Die realiteit is hard en pijn dooft de glans in zijn ogen. Maar net als alle anderen weet hij zich tijdig te vermannen en draagt hij in stil aanvaarden zijn lot.
In de tweede cyclus heeft de auteur het over tijd, jeugd, twijfel, herinneringen, bezinning, hoop en verlangen. Toch blijft emotie weer als een rode draad verweven door deze cyclus. Het besef groeit gestadig, hij is zich bewust van zijn plicht en weet zich nog een vage herinnering aan zijn vorige doortocht. Hij ontdekt zo de cadans van de tijd en dat het leven steeds terug deint naar zijn oorsprong.

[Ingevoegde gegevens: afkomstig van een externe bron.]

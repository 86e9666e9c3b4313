//! Configuration loading and management
//!
//! Defaults are derived from `$HOME`, then overlaid by an optional TOML file
//! and finally by a handful of environment variables.

use std::path::{Path, PathBuf};

use anyhow::{bail, Context, Result};
use serde::Deserialize;

/// Environment variable naming an explicit config file
pub const CONFIG_ENV: &str = "GESTURE_PLAYER_CONFIG";
/// Environment variable overriding the music folder
pub const MUSIC_DIR_ENV: &str = "GESTURE_PLAYER_MUSIC_DIR";
/// Environment variable overriding the landmark feed (`-` for stdin)
pub const FEED_ENV: &str = "GESTURE_PLAYER_FEED";
/// Environment variable forcing standalone mode
pub const STANDALONE_ENV: &str = "GESTURE_PLAYER_STANDALONE";

/// Daemon configuration
#[derive(Debug, Clone)]
pub struct Config {
    /// Path to the Unix domain socket for the status surface
    pub socket_path: PathBuf,

    /// Directory for runtime data
    pub data_dir: PathBuf,

    /// Folder scanned for tracks at startup
    pub music_dir: PathBuf,

    /// Where landmark frames are read from
    pub feed: FeedSource,

    /// Standalone runs exit on an empty playlist and skip the status socket
    pub standalone: bool,

    /// Frame size used when the feed does not report one
    pub frame_width: u32,
    pub frame_height: u32,

    /// Frames per second assumed for file feeds whose lines carry no timestamp
    pub frame_rate: f64,

    /// Volume applied when the session starts
    pub initial_volume: f64,

    /// Gesture thresholds and cooldowns
    pub gesture: GestureConfig,
}

/// Source of detector output
#[derive(Debug, Clone, PartialEq, Eq)]
pub enum FeedSource {
    Stdin,
    File(PathBuf),
}

impl FeedSource {
    fn parse(value: &str) -> Self {
        if value == "-" {
            FeedSource::Stdin
        } else {
            FeedSource::File(PathBuf::from(value))
        }
    }
}

/// Thresholds used by the finger extractor, motion tracker and decision rules.
///
/// Times are seconds, distances in normalized units unless suffixed `_px`.
#[derive(Debug, Clone, PartialEq, Deserialize)]
#[serde(default)]
pub struct GestureConfig {
    pub thumb_extension_threshold: f64,
    pub swipe_velocity_px_s: f64,
    pub swipe_cooldown_s: f64,
    pub seek_displacement_px: f64,
    pub seek_cooldown_s: f64,
    pub seek_seconds: f64,
    pub pinch_threshold: f64,
    pub favorite_cooldown_s: f64,
    pub volume_smoothing: f64,
    pub face_absence_pause_s: f64,
}

impl Default for GestureConfig {
    fn default() -> Self {
        Self {
            thumb_extension_threshold: 0.02,
            swipe_velocity_px_s: 1000.0,
            swipe_cooldown_s: 0.6,
            seek_displacement_px: 40.0,
            seek_cooldown_s: 0.6,
            seek_seconds: 10.0,
            pinch_threshold: 0.04,
            favorite_cooldown_s: 0.5,
            volume_smoothing: 0.05,
            face_absence_pause_s: 2.0,
        }
    }
}

/// On-disk overlay; every field optional
#[derive(Debug, Default, Deserialize)]
#[serde(default)]
struct FileConfig {
    socket_path: Option<PathBuf>,
    music_dir: Option<PathBuf>,
    feed: Option<String>,
    standalone: Option<bool>,
    frame_width: Option<u32>,
    frame_height: Option<u32>,
    frame_rate: Option<f64>,
    initial_volume: Option<f64>,
    gesture: Option<GestureConfig>,
}

impl Config {
    /// Load configuration from defaults, optional config file and environment
    pub fn load() -> Result<Self> {
        let home = std::env::var("HOME").context("HOME is not set")?;
        let mut config = Self::with_home(Path::new(&home));

        let file_path = std::env::var_os(CONFIG_ENV)
            .map(PathBuf::from)
            .unwrap_or_else(|| config.data_dir.join("config.toml"));
        if file_path.exists() {
            let content = std::fs::read_to_string(&file_path)
                .with_context(|| format!("failed to read {}", file_path.display()))?;
            config.apply_toml(&content)
                .with_context(|| format!("failed to parse {}", file_path.display()))?;
        }

        if let Ok(dir) = std::env::var(MUSIC_DIR_ENV) {
            config.music_dir = PathBuf::from(dir);
        }
        if let Ok(feed) = std::env::var(FEED_ENV) {
            config.feed = FeedSource::parse(&feed);
        }
        if let Ok(flag) = std::env::var(STANDALONE_ENV) {
            config.standalone = matches!(flag.as_str(), "1" | "true" | "yes");
        }

        Ok(config)
    }

    /// Defaults rooted at the given home directory
    pub fn with_home(home: &Path) -> Self {
        let data_dir = home.join(".local").join("share").join("gesture-player");
        let socket_path = data_dir.join("daemon.sock");

        Self {
            socket_path,
            music_dir: PathBuf::from("music"),
            data_dir,
            feed: FeedSource::Stdin,
            standalone: false,
            frame_width: 640,
            frame_height: 480,
            frame_rate: 30.0,
            initial_volume: 0.7,
            gesture: GestureConfig::default(),
        }
    }

    /// Overlay values from a TOML document
    pub fn apply_toml(&mut self, content: &str) -> Result<()> {
        let file: FileConfig = toml::from_str(content)?;

        if let Some(path) = file.socket_path {
            self.socket_path = path;
        }
        if let Some(dir) = file.music_dir {
            self.music_dir = dir;
        }
        if let Some(feed) = file.feed {
            self.feed = FeedSource::parse(&feed);
        }
        if let Some(standalone) = file.standalone {
            self.standalone = standalone;
        }
        if let Some(width) = file.frame_width {
            self.frame_width = width;
        }
        if let Some(height) = file.frame_height {
            self.frame_height = height;
        }
        if let Some(rate) = file.frame_rate {
            if !(rate.is_finite() && rate > 0.0) {
                bail!("frame_rate must be positive, got {}", rate);
            }
            self.frame_rate = rate;
        }
        if let Some(volume) = file.initial_volume {
            self.initial_volume = volume.clamp(0.0, 1.0);
        }
        if let Some(gesture) = file.gesture {
            self.gesture = gesture;
        }
        Ok(())
    }

    /// Ensure data directory exists
    pub fn ensure_dirs(&self) -> Result<()> {
        std::fs::create_dir_all(&self.data_dir)
            .with_context(|| format!("failed to create {}", self.data_dir.display()))?;
        Ok(())
    }
}

#[cfg(test)]
mod tests {
    use super::*;

    #[test]
    fn test_defaults() {
        let config = Config::with_home(Path::new("/home/tester"));
        assert!(config.socket_path.to_string_lossy().contains("gesture-player"));
        assert_eq!(config.feed, FeedSource::Stdin);
        assert_eq!(config.initial_volume, 0.7);
        assert_eq!(config.gesture.swipe_velocity_px_s, 1000.0);
        assert_eq!(config.gesture.pinch_threshold, 0.04);
    }

    #[test]
    fn test_toml_overlay() {
        let mut config = Config::with_home(Path::new("/home/tester"));
        config
            .apply_toml(
                r#"
                music_dir = "/srv/music"
                feed = "/tmp/landmarks.jsonl"
                initial_volume = 1.5
                frame_rate = 25.0

                [gesture]
                swipe_velocity_px_s = 800.0
                "#,
            )
            .unwrap();

        assert_eq!(config.music_dir, PathBuf::from("/srv/music"));
        assert_eq!(config.feed, FeedSource::File(PathBuf::from("/tmp/landmarks.jsonl")));
        assert_eq!(config.initial_volume, 1.0);
        assert_eq!(config.frame_rate, 25.0);
        assert_eq!(config.gesture.swipe_velocity_px_s, 800.0);
        // Unspecified thresholds keep their defaults
        assert_eq!(config.gesture.seek_seconds, 10.0);
    }

    #[test]
    fn test_invalid_toml() {
        let mut config = Config::with_home(Path::new("/home/tester"));
        assert!(config.apply_toml("frame_width = \"wide\"").is_err());
        assert!(config.apply_toml("frame_rate = 0.0").is_err());
    }
}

De oorsprong van dit leven is zijn, bewust zijn en leven zoals het voorgeschreven werd, ontglippen uit de moedersschoot, de navelstreng doorknippen en vooral het leven doorgeven. Niet twijfelen of stilstaan bij pijn.
Maar leven voor je eigen kinderen. Ook hen behoeden voor het vallen en helpen bij het opstaan. Ze op hun beurt bewust maken dat alles razendsnel voorbij tolt, dat het belangrijk is om te genieten van de jeugd en van het leven. Hoewel het leven soms een lied is van uitdovende klanken, moet men toch nog de fijnste snaren blijven beroeren.

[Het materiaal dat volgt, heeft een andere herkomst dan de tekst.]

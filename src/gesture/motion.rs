//! Horizontal motion tracking for the hand centroid

use crate::input::snapshot::Point;

/// Floor applied to the frame interval before dividing
pub const MIN_DT: f64 = 1e-6;

/// Previous frame's centroid and timestamp
#[derive(Debug, Clone, Copy, PartialEq)]
pub struct MotionSample {
    pub centroid: Point,
    pub timestamp: f64,
}

/// Horizontal motion between two consecutive hand frames
#[derive(Debug, Clone, Copy, PartialEq)]
pub struct Motion {
    /// Pixels per second, positive = rightward
    pub velocity_x: f64,
    /// Pixels
    pub displacement_x: f64,
}

/// Keeps the last centroid of the current detected-hand run.
///
/// A frame without a hand clears the baseline so that the next detection
/// starts fresh instead of reading the gap as a jump.
#[derive(Debug, Default)]
pub struct MotionTracker {
    previous: Option<MotionSample>,
}

impl MotionTracker {
    pub fn new() -> Self {
        Self::default()
    }

    /// Compare against the stored sample, then replace it with this one
    pub fn update(&mut self, centroid: Point, timestamp: f64) -> Option<Motion> {
        let motion = self.previous.map(|prev| {
            let dx = centroid.x - prev.centroid.x;
            let dt = (timestamp - prev.timestamp).max(MIN_DT);
            Motion {
                velocity_x: dx / dt,
                displacement_x: dx,
            }
        });

        self.previous = Some(MotionSample { centroid, timestamp });
        motion
    }

    /// Forget the baseline (no hand this frame)
    pub fn clear(&mut self) {
        self.previous = None;
    }

    #[cfg(test)]
    pub fn previous(&self) -> Option<MotionSample> {
        self.previous
    }
}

Heimwee neemt grote mate aan bij het ontdekken dat de dagen voorbij snellen, dat er geen sprake meer kan zijn van 'Later zal ik', dat men zich er dient van te vergewissen dat het leven nu is.
Elk mensenleven kent zo zijn dieptepunten, de pijn wordt soms ondraaglijk zwaar. Men komt dan in een put terecht. De mens danst en danst met trage pas op de tonen van een symfonie die niet geschreven is door een componist maar door medicatie. Want Prozac laat zelfs vogels fluiten en bloemen groeien. Het lijkt een wonder hoewel de roes vlug wegebt en men achterblijft in schamper kaarslicht. Men zoekt dan geborgenheid.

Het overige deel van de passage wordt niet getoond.